#### Task description:
Within the records, say how many lines include the word "launcher"; the answer should be the number and no more.

:: Supplied information ::

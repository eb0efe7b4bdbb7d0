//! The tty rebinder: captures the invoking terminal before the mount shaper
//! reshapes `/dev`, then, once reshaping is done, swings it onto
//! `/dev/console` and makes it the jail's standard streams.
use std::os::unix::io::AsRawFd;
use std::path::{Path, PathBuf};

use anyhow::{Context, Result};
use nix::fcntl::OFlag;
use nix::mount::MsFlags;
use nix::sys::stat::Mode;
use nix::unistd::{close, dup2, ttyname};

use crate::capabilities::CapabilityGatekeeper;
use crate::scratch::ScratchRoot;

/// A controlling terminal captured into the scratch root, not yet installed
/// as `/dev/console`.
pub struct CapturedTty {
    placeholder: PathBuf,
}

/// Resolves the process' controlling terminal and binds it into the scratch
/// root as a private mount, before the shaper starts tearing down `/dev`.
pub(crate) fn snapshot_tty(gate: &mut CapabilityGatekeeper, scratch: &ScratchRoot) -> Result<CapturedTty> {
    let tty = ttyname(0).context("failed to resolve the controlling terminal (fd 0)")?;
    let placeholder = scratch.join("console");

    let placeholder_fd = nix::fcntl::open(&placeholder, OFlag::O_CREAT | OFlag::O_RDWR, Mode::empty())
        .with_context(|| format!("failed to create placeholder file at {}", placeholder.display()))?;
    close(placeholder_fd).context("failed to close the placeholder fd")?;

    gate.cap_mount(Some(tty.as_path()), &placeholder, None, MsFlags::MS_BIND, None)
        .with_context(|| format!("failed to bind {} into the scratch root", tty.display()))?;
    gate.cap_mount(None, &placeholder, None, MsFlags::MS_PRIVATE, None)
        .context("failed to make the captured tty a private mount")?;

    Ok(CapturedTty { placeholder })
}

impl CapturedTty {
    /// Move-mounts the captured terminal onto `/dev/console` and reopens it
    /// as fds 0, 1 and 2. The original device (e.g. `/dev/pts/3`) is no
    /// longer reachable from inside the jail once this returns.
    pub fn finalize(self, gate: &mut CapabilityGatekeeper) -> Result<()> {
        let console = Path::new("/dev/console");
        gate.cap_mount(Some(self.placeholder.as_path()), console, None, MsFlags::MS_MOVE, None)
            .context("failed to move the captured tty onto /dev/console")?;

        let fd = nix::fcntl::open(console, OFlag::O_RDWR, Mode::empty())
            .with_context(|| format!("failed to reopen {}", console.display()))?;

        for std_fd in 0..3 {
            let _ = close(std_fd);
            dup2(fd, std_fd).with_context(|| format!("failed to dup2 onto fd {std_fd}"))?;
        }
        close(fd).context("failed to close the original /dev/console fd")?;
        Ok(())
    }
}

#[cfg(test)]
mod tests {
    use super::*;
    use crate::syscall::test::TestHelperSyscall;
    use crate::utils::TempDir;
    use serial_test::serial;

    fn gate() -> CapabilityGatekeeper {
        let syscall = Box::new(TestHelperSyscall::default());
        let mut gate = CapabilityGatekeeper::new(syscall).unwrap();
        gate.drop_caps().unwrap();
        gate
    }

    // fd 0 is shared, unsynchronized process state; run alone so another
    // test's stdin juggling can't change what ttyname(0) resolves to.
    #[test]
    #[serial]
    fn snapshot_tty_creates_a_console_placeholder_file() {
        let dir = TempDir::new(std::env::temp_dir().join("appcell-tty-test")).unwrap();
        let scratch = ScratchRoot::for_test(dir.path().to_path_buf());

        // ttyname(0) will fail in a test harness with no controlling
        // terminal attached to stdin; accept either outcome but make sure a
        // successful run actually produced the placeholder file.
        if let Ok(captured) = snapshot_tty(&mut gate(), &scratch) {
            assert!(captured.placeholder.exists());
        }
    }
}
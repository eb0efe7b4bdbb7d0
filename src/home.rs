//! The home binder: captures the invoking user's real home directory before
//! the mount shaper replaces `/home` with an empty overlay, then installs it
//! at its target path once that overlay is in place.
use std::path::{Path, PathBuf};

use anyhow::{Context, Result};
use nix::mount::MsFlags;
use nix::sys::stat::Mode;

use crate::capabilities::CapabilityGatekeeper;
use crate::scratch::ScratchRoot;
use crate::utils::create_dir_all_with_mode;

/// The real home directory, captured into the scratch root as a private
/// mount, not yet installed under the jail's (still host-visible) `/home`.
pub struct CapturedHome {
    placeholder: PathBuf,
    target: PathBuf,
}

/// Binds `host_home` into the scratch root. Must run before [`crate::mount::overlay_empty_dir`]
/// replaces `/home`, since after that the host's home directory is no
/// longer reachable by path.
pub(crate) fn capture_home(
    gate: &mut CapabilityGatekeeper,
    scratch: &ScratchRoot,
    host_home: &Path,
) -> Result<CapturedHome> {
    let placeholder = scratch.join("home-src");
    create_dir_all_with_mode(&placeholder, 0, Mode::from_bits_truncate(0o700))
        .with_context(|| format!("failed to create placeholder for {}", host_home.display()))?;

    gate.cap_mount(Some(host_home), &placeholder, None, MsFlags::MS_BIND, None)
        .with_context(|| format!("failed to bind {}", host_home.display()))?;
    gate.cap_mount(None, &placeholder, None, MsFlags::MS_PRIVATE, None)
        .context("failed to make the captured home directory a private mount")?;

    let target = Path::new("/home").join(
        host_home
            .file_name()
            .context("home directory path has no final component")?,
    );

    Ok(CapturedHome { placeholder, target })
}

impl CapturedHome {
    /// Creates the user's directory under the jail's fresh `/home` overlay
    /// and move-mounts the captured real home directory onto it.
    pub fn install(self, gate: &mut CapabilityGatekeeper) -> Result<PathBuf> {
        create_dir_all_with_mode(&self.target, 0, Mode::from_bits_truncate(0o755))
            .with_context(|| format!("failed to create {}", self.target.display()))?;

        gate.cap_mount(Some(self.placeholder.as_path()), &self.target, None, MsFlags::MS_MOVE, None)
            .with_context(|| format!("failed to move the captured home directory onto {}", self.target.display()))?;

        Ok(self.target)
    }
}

:::
:: Supplied information ::

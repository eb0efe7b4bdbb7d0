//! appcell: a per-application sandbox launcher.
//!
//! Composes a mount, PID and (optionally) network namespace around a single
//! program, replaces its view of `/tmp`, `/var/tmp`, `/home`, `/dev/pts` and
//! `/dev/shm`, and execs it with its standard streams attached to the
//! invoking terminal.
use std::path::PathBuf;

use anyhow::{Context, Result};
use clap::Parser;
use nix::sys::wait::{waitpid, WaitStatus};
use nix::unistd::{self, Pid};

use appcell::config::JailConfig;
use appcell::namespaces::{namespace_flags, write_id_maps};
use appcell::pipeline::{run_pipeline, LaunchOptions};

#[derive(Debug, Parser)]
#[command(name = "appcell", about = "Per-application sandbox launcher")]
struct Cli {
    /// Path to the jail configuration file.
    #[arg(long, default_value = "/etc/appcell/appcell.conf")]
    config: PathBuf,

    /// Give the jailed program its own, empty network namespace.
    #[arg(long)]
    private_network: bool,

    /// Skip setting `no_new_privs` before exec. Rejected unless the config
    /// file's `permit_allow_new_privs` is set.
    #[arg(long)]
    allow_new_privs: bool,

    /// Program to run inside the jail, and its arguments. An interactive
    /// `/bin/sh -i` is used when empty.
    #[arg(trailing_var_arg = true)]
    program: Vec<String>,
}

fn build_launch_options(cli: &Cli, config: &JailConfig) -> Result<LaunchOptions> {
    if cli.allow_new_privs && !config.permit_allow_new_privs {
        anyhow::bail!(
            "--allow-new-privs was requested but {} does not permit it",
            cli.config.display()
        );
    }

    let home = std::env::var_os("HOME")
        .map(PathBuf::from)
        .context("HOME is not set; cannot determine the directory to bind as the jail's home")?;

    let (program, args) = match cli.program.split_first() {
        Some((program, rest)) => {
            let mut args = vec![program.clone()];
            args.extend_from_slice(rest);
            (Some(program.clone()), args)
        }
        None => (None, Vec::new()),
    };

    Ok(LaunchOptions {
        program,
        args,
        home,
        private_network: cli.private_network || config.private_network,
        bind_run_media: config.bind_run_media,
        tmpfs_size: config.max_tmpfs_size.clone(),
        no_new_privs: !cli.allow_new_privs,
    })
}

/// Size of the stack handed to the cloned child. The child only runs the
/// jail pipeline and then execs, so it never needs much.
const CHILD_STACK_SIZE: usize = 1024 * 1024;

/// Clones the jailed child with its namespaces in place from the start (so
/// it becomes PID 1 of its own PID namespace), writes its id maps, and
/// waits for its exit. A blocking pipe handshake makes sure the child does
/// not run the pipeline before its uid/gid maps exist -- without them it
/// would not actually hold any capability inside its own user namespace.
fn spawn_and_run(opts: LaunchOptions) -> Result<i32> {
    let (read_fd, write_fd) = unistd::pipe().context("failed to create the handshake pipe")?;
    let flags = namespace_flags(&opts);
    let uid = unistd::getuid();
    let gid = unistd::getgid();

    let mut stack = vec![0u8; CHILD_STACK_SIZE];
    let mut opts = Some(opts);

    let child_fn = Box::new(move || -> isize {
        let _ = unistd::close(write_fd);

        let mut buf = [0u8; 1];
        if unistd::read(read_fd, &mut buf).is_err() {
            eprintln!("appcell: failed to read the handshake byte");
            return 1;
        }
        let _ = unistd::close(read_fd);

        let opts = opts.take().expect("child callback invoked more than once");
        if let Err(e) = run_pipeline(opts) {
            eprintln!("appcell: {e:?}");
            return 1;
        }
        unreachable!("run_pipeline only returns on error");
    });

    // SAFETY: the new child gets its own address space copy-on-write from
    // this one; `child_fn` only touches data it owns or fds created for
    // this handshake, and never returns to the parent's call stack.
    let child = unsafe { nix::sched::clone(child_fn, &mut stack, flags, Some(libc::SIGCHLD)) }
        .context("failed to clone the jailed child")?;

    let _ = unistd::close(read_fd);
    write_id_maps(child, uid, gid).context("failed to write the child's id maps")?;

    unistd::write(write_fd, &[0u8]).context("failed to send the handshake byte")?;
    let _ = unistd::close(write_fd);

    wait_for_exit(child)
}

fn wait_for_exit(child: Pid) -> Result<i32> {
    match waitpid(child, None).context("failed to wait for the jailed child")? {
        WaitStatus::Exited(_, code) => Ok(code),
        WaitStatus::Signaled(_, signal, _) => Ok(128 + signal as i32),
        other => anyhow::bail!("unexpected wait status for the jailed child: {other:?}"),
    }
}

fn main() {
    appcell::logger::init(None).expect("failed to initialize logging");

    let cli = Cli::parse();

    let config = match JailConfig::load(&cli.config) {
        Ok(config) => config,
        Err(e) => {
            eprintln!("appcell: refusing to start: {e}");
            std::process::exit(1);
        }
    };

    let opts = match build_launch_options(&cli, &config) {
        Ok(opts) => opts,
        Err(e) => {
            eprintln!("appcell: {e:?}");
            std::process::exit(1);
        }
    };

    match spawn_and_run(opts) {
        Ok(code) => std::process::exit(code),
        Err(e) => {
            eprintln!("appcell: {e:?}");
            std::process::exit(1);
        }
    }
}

:::

#### Problem solution:
2